▶ [Exercise aim] Retype the data below in full, keeping every character as it is.

▶ [Available data]
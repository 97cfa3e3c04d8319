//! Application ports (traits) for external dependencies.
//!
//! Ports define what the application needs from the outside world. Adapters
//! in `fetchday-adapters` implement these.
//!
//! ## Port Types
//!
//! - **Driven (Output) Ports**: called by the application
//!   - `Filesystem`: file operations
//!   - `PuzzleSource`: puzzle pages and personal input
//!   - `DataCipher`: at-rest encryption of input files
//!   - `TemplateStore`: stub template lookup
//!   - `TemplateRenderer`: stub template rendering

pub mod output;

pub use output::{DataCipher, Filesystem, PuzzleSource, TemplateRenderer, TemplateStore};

▶ [Answer section]
repository 97cfa3e3c04d8319
//! Application ports (traits) for external dependencies.
//!
//! Ports define what the application needs from the outside world. Adapters
//! in `fetchday-adapters` implement these.
//!
//! ## Port Types
//!
//! - **Driven (Output) Ports**: called by the application
//!   - `Filesystem`: file operations
//!   - `PuzzleSource`: puzzle pages and personal input
//!   - `DataCipher`: at-rest encryption of input files
//!   - `TemplateStore`: stub template lookup
//!   - `TemplateRenderer`: stub template rendering

pub mod output;

pub use output::{DataCipher, Filesystem, PuzzleSource, TemplateRenderer, TemplateStore};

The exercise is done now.